2. Issuance of the Restricted Shares. Subject to the provisions of this letter agreement, the Company shall issue a certificate in respect of the restricted shares which shall be registered in your name and shall bear an appropriate legend referring to the terms, conditions and restrictions in respect of such shares, substantially in the following form:
"The shares of Common Stock represented by this certificate and the transferability thereof are subject to the terms and conditions (including possible forfeiture) of a Restricted Stock Award Agreement between the registered holder and United Retail Group, Inc. A copy of such Agreement is on file in the office of the Secretary of United Retail Group, Inc."
The certificate evidencing the restricted shares shall be held in the custody of the Treasury Desk of the Company until the restrictions thereon shall have expired.
3. Restrictions. Except as otherwise provided below, the restricted shares shall be subject to the restrictions set forth in this Section 3 from the date the restricted shares are issued in your name:
(a) You may not sell, assign, transfer, pledge or otherwise encumber the restricted shares other than by will.
(b) Except as otherwise provided in this Section 3, you shall have, with respect to the restricted shares, all of the rights of a holder of shares, including the right to vote such shares and to receive any cash dividends thereon. The Compensation Committee of the Company’s Board of Directors (the “Committee”), however, may determine that cash dividends shall be automatically reinvested in additional shares which shall become restricted shares and shall be subject to the same restrictions and other terms of this award. Unless otherwise determined by the Committee, dividends payable in shares shall be treated as additional restricted shares subject to the same restrictions and other terms of this award and you shall deliver a stock power, duly endorsed in blank, relating to the additional restricted shares upon payment of any such dividend.

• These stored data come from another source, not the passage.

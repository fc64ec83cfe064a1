//! ACT scoring: a linear raw-to-scaled transform per section.
//!
//! Every section maps onto 1–36 with [`linear_scale`]. The enhanced test
//! averages English, Math and Reading into the composite and reports a STEM
//! score alongside; the legacy test averages all four sections.

use serde::{Deserialize, Serialize};

use crate::model::{ActVariant, SectionSpec};
use crate::scale::{linear_scale, rounded_mean};

/// Lowest scaled ACT score.
pub const ACT_MIN: u32 = 1;
/// Highest scaled ACT score.
pub const ACT_MAX: u32 = 36;

pub const ENHANCED_ENGLISH_MAX: i32 = 50;
pub const ENHANCED_MATH_MAX: i32 = 45;
pub const ENHANCED_READING_MAX: i32 = 36;
pub const ENHANCED_SCIENCE_MAX: i32 = 40;

pub const LEGACY_ENGLISH_MAX: i32 = 75;
pub const LEGACY_MATH_MAX: i32 = 60;
pub const LEGACY_READING_MAX: i32 = 40;
pub const LEGACY_SCIENCE_MAX: i32 = 40;

/// Scaled ACT scores for one attempt.
#[derive(Debug, Clone, Copy, PartialEq, Eq, Serialize, Deserialize)]
pub struct ActScore {
    pub composite: u32,
    pub english: u32,
    pub math: u32,
    pub reading: u32,
    pub science: u32,
    /// Mean of Math and Science. Only reported for the enhanced test.
    pub stem_score: Option<u32>,
}

/// Raw maxima for the four ACT sections of one variant.
#[derive(Debug, Clone, Copy, PartialEq, Eq)]
pub struct ActSectionMaxima {
    pub english: i32,
    pub math: i32,
    pub reading: i32,
    pub science: i32,
}

impl ActVariant {
    pub const fn maxima(self) -> ActSectionMaxima {
        match self {
            ActVariant::Enhanced => ActSectionMaxima {
                english: ENHANCED_ENGLISH_MAX,
                math: ENHANCED_MATH_MAX,
                reading: ENHANCED_READING_MAX,
                science: ENHANCED_SCIENCE_MAX,
            },
            ActVariant::Legacy => ActSectionMaxima {
                english: LEGACY_ENGLISH_MAX,
                math: LEGACY_MATH_MAX,
                reading: LEGACY_READING_MAX,
                science: LEGACY_SCIENCE_MAX,
            },
        }
    }

    /// Section descriptors in input order: English, Math, Reading, Science.
    pub fn sections(self) -> [SectionSpec; 4] {
        let max = self.maxima();
        let science_label = match self {
            ActVariant::Enhanced => "Science (optional for composite)",
            ActVariant::Legacy => "Science",
        };
        [
            SectionSpec {
                key: "english",
                label: "English",
                max: max.english,
            },
            SectionSpec {
                key: "math",
                label: "Mathematics",
                max: max.math,
            },
            SectionSpec {
                key: "reading",
                label: "Reading",
                max: max.reading,
            },
            SectionSpec {
                key: "science",
                label: science_label,
                max: max.science,
            },
        ]
    }

    /// Starting raw values of the score calculator, in section order.
    pub const fn default_raw(self) -> [i32; 4] {
        match self {
            ActVariant::Enhanced => [25, 23, 18, 20],
            ActVariant::Legacy => [38, 30, 20, 20],
        }
    }

    /// Test title as printed on score reports.
    pub const fn title(self) -> &'static str {
        match self {
            ActVariant::Enhanced => "Enhanced ACT (2025)",
            ActVariant::Legacy => "Legacy ACT",
        }
    }
}

/// Scale one ACT section onto 1–36.
pub fn scale_act_section(raw: i32, max_raw: i32) -> u32 {
    linear_scale(raw, max_raw, ACT_MIN, ACT_MAX)
}

/// Estimate ACT section scores, composite and (enhanced only) STEM score.
///
/// Raw counts outside `[0, max]` are treated as the nearest boundary.
pub fn compute_act_score(
    variant: ActVariant,
    english: i32,
    math: i32,
    reading: i32,
    science: i32,
) -> ActScore {
    let max = variant.maxima();
    let e = scale_act_section(english, max.english);
    let m = scale_act_section(math, max.math);
    let r = scale_act_section(reading, max.reading);
    let s = scale_act_section(science, max.science);

    let (composite, stem_score) = match variant {
        ActVariant::Enhanced => (
            rounded_mean(&[e, m, r], ACT_MIN, ACT_MAX),
            Some(rounded_mean(&[m, s], ACT_MIN, ACT_MAX)),
        ),
        ActVariant::Legacy => (rounded_mean(&[e, m, r, s], ACT_MIN, ACT_MAX), None),
    };

    ActScore {
        composite,
        english: e,
        math: m,
        reading: r,
        science: s,
        stem_score,
    }
}
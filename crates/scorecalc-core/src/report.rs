//! Estimate reports with JSON persistence and progress comparison.

use std::collections::{HashMap, HashSet};
use std::path::Path;

use anyhow::{Context, Result};
use chrono::{DateTime, Utc};
use serde::{Deserialize, Serialize};
use uuid::Uuid;

use crate::model::{Estimate, ScoreInput, ScoreSheet, Test};
use crate::statistics::{compute_sheet_stats, SheetStats};

/// The engine's output for one attempt of a sheet.
#[derive(Debug, Clone, PartialEq, Serialize, Deserialize)]
pub struct AttemptEstimate {
    pub attempt_id: String,
    pub name: String,
    pub input: ScoreInput,
    pub estimate: Estimate,
}

/// A scored score sheet.
#[derive(Debug, Clone, Serialize, Deserialize)]
pub struct EstimateReport {
    /// Unique report identifier.
    pub id: Uuid,
    /// When the report was created.
    pub created_at: DateTime<Utc>,
    /// Summary of the score sheet.
    pub sheet: SheetSummary,
    /// One estimate per attempt, in sheet order.
    pub estimates: Vec<AttemptEstimate>,
    /// Aggregate statistics.
    pub stats: SheetStats,
}

/// Summary of a score sheet (without the attempts).
#[derive(Debug, Clone, Serialize, Deserialize)]
pub struct SheetSummary {
    pub id: String,
    pub name: String,
    pub attempt_count: usize,
}

impl EstimateReport {
    /// Score every attempt of `sheet`.
    pub fn from_sheet(sheet: &ScoreSheet) -> Self {
        let estimates: Vec<AttemptEstimate> = sheet
            .attempts
            .iter()
            .map(|a| AttemptEstimate {
                attempt_id: a.id.clone(),
                name: a.name.clone(),
                input: a.input,
                estimate: a.input.compute(),
            })
            .collect();
        let stats = compute_sheet_stats(&estimates);

        tracing::info!(
            sheet = %sheet.id,
            attempts = estimates.len(),
            "scored sheet"
        );

        Self {
            id: Uuid::new_v4(),
            created_at: Utc::now(),
            sheet: SheetSummary {
                id: sheet.id.clone(),
                name: sheet.name.clone(),
                attempt_count: sheet.attempts.len(),
            },
            estimates,
            stats,
        }
    }

    /// Save the report as JSON to a file.
    pub fn save_json(&self, path: &Path) -> Result<()> {
        let json = serde_json::to_string_pretty(self).context("failed to serialize report")?;
        if let Some(parent) = path.parent() {
            std::fs::create_dir_all(parent)?;
        }
        std::fs::write(path, json)
            .with_context(|| format!("failed to write report to {}", path.display()))?;
        Ok(())
    }

    /// Load a report from a JSON file.
    pub fn load_json(path: &Path) -> Result<Self> {
        let content = std::fs::read_to_string(path)
            .with_context(|| format!("failed to read report from {}", path.display()))?;
        let report: EstimateReport =
            serde_json::from_str(&content).context("failed to parse report JSON")?;
        Ok(report)
    }

    /// Compare headline scores against a baseline report, attempt by attempt.
    ///
    /// Attempts are matched by ID and test. Repeated IDs within a report are
    /// matched in order of appearance, so the second "act-1" in the current
    /// report pairs with the second "act-1" in the baseline. A change must
    /// exceed `threshold` points to count as a decline or an improvement.
    pub fn compare(&self, baseline: &EstimateReport, threshold: u32) -> ProgressReport {
        let baseline_keyed = keyed_estimates(&baseline.estimates);
        let baseline_scores: HashMap<_, _> = baseline_keyed
            .iter()
            .map(|(k, e)| (k.clone(), e.estimate.headline()))
            .collect();
        let current_keyed = keyed_estimates(&self.estimates);

        let mut declines = Vec::new();
        let mut improvements = Vec::new();
        let mut unchanged = 0usize;
        let mut new_attempts = 0usize;

        for (k, e) in &current_keyed {
            let current = e.estimate.headline();
            let Some(&previous) = baseline_scores.get(k) else {
                new_attempts += 1;
                continue;
            };
            let delta = i64::from(current) - i64::from(previous);
            let change = ScoreChange {
                attempt_id: e.attempt_id.clone(),
                test: e.input.to_string(),
                baseline_score: previous,
                current_score: current,
                delta,
            };
            if delta < -i64::from(threshold) {
                declines.push(change);
            } else if delta > i64::from(threshold) {
                improvements.push(change);
            } else {
                unchanged += 1;
            }
        }

        let current_keys: HashSet<_> = current_keyed.into_iter().map(|(k, _)| k).collect();
        let removed_attempts = baseline_scores
            .keys()
            .filter(|k| !current_keys.contains(*k))
            .count();

        ProgressReport {
            declines,
            improvements,
            unchanged,
            new_attempts,
            removed_attempts,
        }
    }
}

/// Match key for an estimate: attempt ID, test, and occurrence of that pair.
type AttemptKey = (String, Test, usize);

fn keyed_estimates(estimates: &[AttemptEstimate]) -> Vec<(AttemptKey, &AttemptEstimate)> {
    let mut seen: HashMap<(&str, Test), usize> = HashMap::new();
    estimates
        .iter()
        .map(|e| {
            let test = e.input.test();
            let occurrence = seen.entry((e.attempt_id.as_str(), test)).or_insert(0);
            let key = (e.attempt_id.clone(), test, *occurrence);
            *occurrence += 1;
            (key, e)
        })
        .collect()
}

/// Result of comparing two reports.
#[derive(Debug, Clone, Serialize, Deserialize)]
pub struct ProgressReport {
    /// Attempts whose headline score went down.
    pub declines: Vec<ScoreChange>,
    /// Attempts whose headline score went up.
    pub improvements: Vec<ScoreChange>,
    /// Attempts with no significant change.
    pub unchanged: usize,
    /// Attempts in current but not baseline.
    pub new_attempts: usize,
    /// Attempts in baseline but not current.
    pub removed_attempts: usize,
}

/// A headline score change between two reports.
#[derive(Debug, Clone, Serialize, Deserialize)]
pub struct ScoreChange {
    pub attempt_id: String,
    /// Test and variant, e.g. "sat digital".
    pub test: String,
    pub baseline_score: u32,
    pub current_score: u32,
    pub delta: i64,
}

impl ProgressReport {
    /// Format the progress report as markdown.
    pub fn to_markdown(&self) -> String {
        let mut md = String::new();

        md.push_str(&format!(
            "**Summary:** {} declines, {} improvements, {} unchanged\n\n",
            self.declines.len(),
            self.improvements.len(),
            self.unchanged
        ));

        for (title, changes) in [
            ("Declines", &self.declines),
            ("Improvements", &self.improvements),
        ] {
            if changes.is_empty() {
                continue;
            }
            md.push_str(&format!("### {title}\n\n"));
            md.push_str("| Attempt | Test | Baseline | Current | Delta |\n");
            md.push_str("|---------|------|----------|---------|-------|\n");
            for c in changes {
                md.push_str(&format!(
                    "| {} | {} | {} | {} | {:+} |\n",
                    c.attempt_id, c.test, c.baseline_score, c.current_score, c.delta
                ));
            }
            md.push('\n');
        }

        md
    }

    /// Returns true if any headline score went down.
    pub fn has_declines(&self) -> bool {
        !self.declines.is_empty()
    }
}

(c) Except to the extent otherwise provided in this Section 3, upon termination of your employment with the Company and its subsidiaries for any reason during the Restriction Period (as defined below), you shall forfeit all restricted shares that shall not have been previously released to you, provided, however, that if your employment shall terminate by reason of disability (as defined in the Plan) or death, the Restriction Period shall be deemed completed and satisfied as of the date of such disability or death with respect to the restricted shares, but only as to that portion of such shares as is equivalent to the portion of the Restriction Period preceding the date of disability or death. The portion of such shares as to which the Restriction Period is deemed completed and satisfied by reason of disability or death shall be nonforfeitable and all the other shares shall be forfeited.
(d) In the event the Committee determines that you willfully violated any noncompetition agreement with the Company in any material respect, you shall forfeit all restricted shares that shall not have been previously released to you.
(e) Unless a prior forfeiture shall have occurred, the Company shall deliver to you, or your devisees in the event of death, certificates representing the following percentages of restricted shares on the following dates:
(i) |
20% of the shares on the third anniversary of the date of grant; |
(ii) an additional 20% of the shares on the fourth anniversary of the date of grant; and
(iii) the remaining 60% of the shares on the fifth anniversary of the date of grant (the time prior to the fifth anniversary of the date of grant being herein called the “Restriction Period”).
The certificates delivered shall not contain the legend referred to in Section 2 but shall contain any legend required by federal and state securities laws.
4. Listing Requirements. The Company shall not be obligated to deliver any certificates representing shares until all applicable requirements imposed by federal and state securities laws and by any stock exchanges or NASDAQ upon which the shares may be listed have been fully met.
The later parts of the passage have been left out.